[Dataset excerpts]
//! Materialised aggregate state.
//!
//! A [`StateAggregate`] is the runtime wrapper the processor owns for one
//! command cycle: the domain state plus the version, last event id, operators
//! and lifecycle flags folded from the event history.

use chrono::{DateTime, Utc};
use serde::{Deserialize, Serialize};
use thiserror::Error;

use crate::{
    aggregate::{Aggregate, AggregateMetadata, EventKind},
    error::{ErrorCode, RecoverableType, codes},
    event::{DomainEventStream, EventDecodeError},
    id::AggregateId,
    message::{Header, Message, OPERATOR_HEADER},
    snapshot::Snapshot,
};

/// Failure folding a stream into a [`StateAggregate`].
#[derive(Debug, Error)]
pub enum SourcingError {
    /// The stream does not continue the state's history.
    #[error("cannot source stream version {actual} into {aggregate_id}: expected version {expected}")]
    VersionConflict {
        aggregate_id: AggregateId,
        expected: u64,
        actual: u64,
    },
    #[error("stream for {actual} cannot be sourced into {expected}")]
    AggregateMismatch {
        expected: AggregateId,
        actual: AggregateId,
    },
    /// No apply function is registered for the event name.
    #[error("{aggregate} has no handler for event `{name}`")]
    UnsupportedEventType { aggregate: String, name: String },
    #[error("failed to decode event `{name}` at version {version}: {source}")]
    Decode {
        name: String,
        version: u64,
        #[source]
        source: EventDecodeError,
    },
}

impl ErrorCode for SourcingError {
    fn error_code(&self) -> &str {
        match self {
            Self::VersionConflict { .. } => codes::SOURCING_VERSION_CONFLICT,
            Self::AggregateMismatch { .. } => codes::ILLEGAL_ARGUMENT,
            Self::UnsupportedEventType { .. } => codes::UNSUPPORTED_EVENT_TYPE,
            Self::Decode { .. } => codes::CODEC,
        }
    }

    fn recoverable(&self) -> RecoverableType {
        RecoverableType::Unrecoverable
    }
}

/// Domain state plus tracking fields.
#[derive(Clone, Debug)]
pub struct StateAggregate<A> {
    aggregate_id: AggregateId,
    state: A,
    version: u64,
    event_id: String,
    first_operator: String,
    operator: String,
    first_event_time: Option<DateTime<Utc>>,
    event_time: Option<DateTime<Utc>>,
    deleted: bool,
}

impl<A: Aggregate> StateAggregate<A> {
    /// A not-yet-created aggregate at version 0.
    #[must_use]
    pub fn uninitialized(aggregate_id: AggregateId) -> Self {
        Self {
            aggregate_id,
            state: A::default(),
            version: 0,
            event_id: String::new(),
            first_operator: String::new(),
            operator: String::new(),
            first_event_time: None,
            event_time: None,
            deleted: false,
        }
    }

    /// Rehydrate from a snapshot; streams above its version still need to be
    /// sourced.
    #[must_use]
    pub fn from_snapshot(snapshot: Snapshot<A>) -> Self {
        Self {
            aggregate_id: snapshot.aggregate_id,
            state: snapshot.state,
            version: snapshot.version,
            event_id: snapshot.event_id,
            first_operator: snapshot.first_operator,
            operator: snapshot.operator,
            first_event_time: Some(snapshot.first_event_time),
            event_time: Some(snapshot.event_time),
            deleted: snapshot.deleted,
        }
    }

    #[must_use]
    pub const fn aggregate_id(&self) -> &AggregateId {
        &self.aggregate_id
    }

    #[must_use]
    pub const fn state(&self) -> &A {
        &self.state
    }

    #[must_use]
    pub fn into_state(self) -> A {
        self.state
    }

    #[must_use]
    pub const fn version(&self) -> u64 {
        self.version
    }

    #[must_use]
    pub const fn expected_next_version(&self) -> u64 {
        self.version + 1
    }

    /// Whether at least one event has been folded.
    #[must_use]
    pub const fn initialized(&self) -> bool {
        self.version > 0
    }

    #[must_use]
    pub fn event_id(&self) -> &str {
        &self.event_id
    }

    #[must_use]
    pub fn first_operator(&self) -> &str {
        &self.first_operator
    }

    #[must_use]
    pub fn operator(&self) -> &str {
        &self.operator
    }

    #[must_use]
    pub const fn first_event_time(&self) -> Option<DateTime<Utc>> {
        self.first_event_time
    }

    #[must_use]
    pub const fn event_time(&self) -> Option<DateTime<Utc>> {
        self.event_time
    }

    #[must_use]
    pub const fn deleted(&self) -> bool {
        self.deleted
    }

    /// Fold one stream into the state.
    ///
    /// On error the state may be partially updated and must be discarded.
    ///
    /// # Errors
    ///
    /// Fails if the stream belongs to another aggregate, does not start at
    /// [`expected_next_version`](Self::expected_next_version), or contains an
    /// event the metadata cannot apply.
    pub fn on_sourcing(
        &mut self,
        stream: &DomainEventStream,
        metadata: &AggregateMetadata<A>,
    ) -> Result<(), SourcingError> {
        if stream.aggregate_id != self.aggregate_id {
            return Err(SourcingError::AggregateMismatch {
                expected: self.aggregate_id.clone(),
                actual: stream.aggregate_id.clone(),
            });
        }
        if stream.version != self.expected_next_version() {
            return Err(SourcingError::VersionConflict {
                aggregate_id: self.aggregate_id.clone(),
                expected: self.expected_next_version(),
                actual: stream.version,
            });
        }

        for event in stream.iter() {
            let route = metadata.event_route(&event.name).ok_or_else(|| {
                SourcingError::UnsupportedEventType {
                    aggregate: metadata.named_aggregate().to_string(),
                    name: event.name.clone(),
                }
            })?;
            route
                .apply(&mut self.state, event)
                .map_err(|source| SourcingError::Decode {
                    name: event.name.clone(),
                    version: event.version,
                    source,
                })?;
            match route.kind() {
                EventKind::Deleted => self.deleted = true,
                EventKind::Recovered => self.deleted = false,
                EventKind::Regular => {}
            }
            self.version = event.version;
            self.event_id.clone_from(&event.id);
        }

        let operator = stream.header.get(OPERATOR_HEADER).cloned().unwrap_or_default();
        if self.first_event_time.is_none() {
            self.first_operator.clone_from(&operator);
            self.first_event_time = Some(stream.create_time);
        }
        self.operator = operator;
        self.event_time = Some(stream.create_time);
        tracing::trace!(
            aggregate_id = %self.aggregate_id,
            version = self.version,
            deleted = self.deleted,
            "stream sourced"
        );
        Ok(())
    }

    /// Capture the current state as a snapshot. `None` before the first event.
    #[must_use]
    pub fn to_snapshot(&self, snapshot_time: DateTime<Utc>) -> Option<Snapshot<A>> {
        Some(Snapshot {
            aggregate_id: self.aggregate_id.clone(),
            version: self.version,
            state: self.state.clone(),
            event_id: self.event_id.clone(),
            first_operator: self.first_operator.clone(),
            operator: self.operator.clone(),
            first_event_time: self.first_event_time?,
            event_time: self.event_time?,
            snapshot_time,
            deleted: self.deleted,
        })
    }

    /// Pair a freshly persisted stream with this (already sourced) state.
    ///
    /// # Errors
    ///
    /// Returns the `serde_json` error if the state cannot be encoded.
    pub fn to_state_event(&self, stream: DomainEventStream) -> Result<StateEvent, serde_json::Error> {
        Ok(StateEvent {
            state: serde_json::to_value(&self.state)?,
            first_operator: self.first_operator.clone(),
            first_event_time: self.first_event_time.unwrap_or(stream.create_time),
            deleted: self.deleted,
            stream,
        })
    }
}

/// A persisted stream together with the state it produced.
///
/// Published on the state-event bus so consumers (for example the
/// snapshotter) do not have to replay history.
#[derive(Clone, Debug, Serialize, Deserialize)]
pub struct StateEvent {
    pub stream: DomainEventStream,
    pub state: serde_json::Value,
    #[serde(default)]
    pub first_operator: String,
    pub first_event_time: DateTime<Utc>,
    #[serde(default)]
    pub deleted: bool,
}

impl StateEvent {
    /// Version of the state carried by this event.
    #[must_use]
    pub fn version(&self) -> u64 {
        self.stream.tail_version()
    }

    /// Build the snapshot this event describes.
    ///
    /// # Errors
    ///
    /// Returns the `serde_json` error if the state does not decode as `A`.
    pub fn to_snapshot<A: Aggregate>(
        &self,
        snapshot_time: DateTime<Utc>,
    ) -> Result<Snapshot<A>, serde_json::Error> {
        let last = self.stream.events().last();
        Ok(Snapshot {
            aggregate_id: self.stream.aggregate_id.clone(),
            version: self.version(),
            state: serde_json::from_value(self.state.clone())?,
            event_id: last.id.clone(),
            first_operator: self.first_operator.clone(),
            operator: self
                .stream
                .header
                .get(OPERATOR_HEADER)
                .cloned()
                .unwrap_or_default(),
            first_event_time: self.first_event_time,
            event_time: self.stream.create_time,
            snapshot_time,
            deleted: self.deleted,
        })
    }
}

impl Message for StateEvent {
    fn message_id(&self) -> &str {
        self.stream.message_id()
    }

    fn aggregate_id(&self) -> &AggregateId {
        &self.stream.aggregate_id
    }

    fn header(&self) -> &Header {
        &self.stream.header
    }

    fn command_id(&self) -> &str {
        &self.stream.command_id
    }

    fn request_id(&self) -> &str {
        &self.stream.request_id
    }

    fn aggregate_version(&self) -> Option<u64> {
        Some(self.version())
    }

    fn version_range(&self) -> Option<(u64, u64)> {
        self.stream.version_range()
    }
}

> **Work to be completed**
Wherever the string "apply" shows up in a line of the records, count that line once. Report the total alone.

> **Task result**
3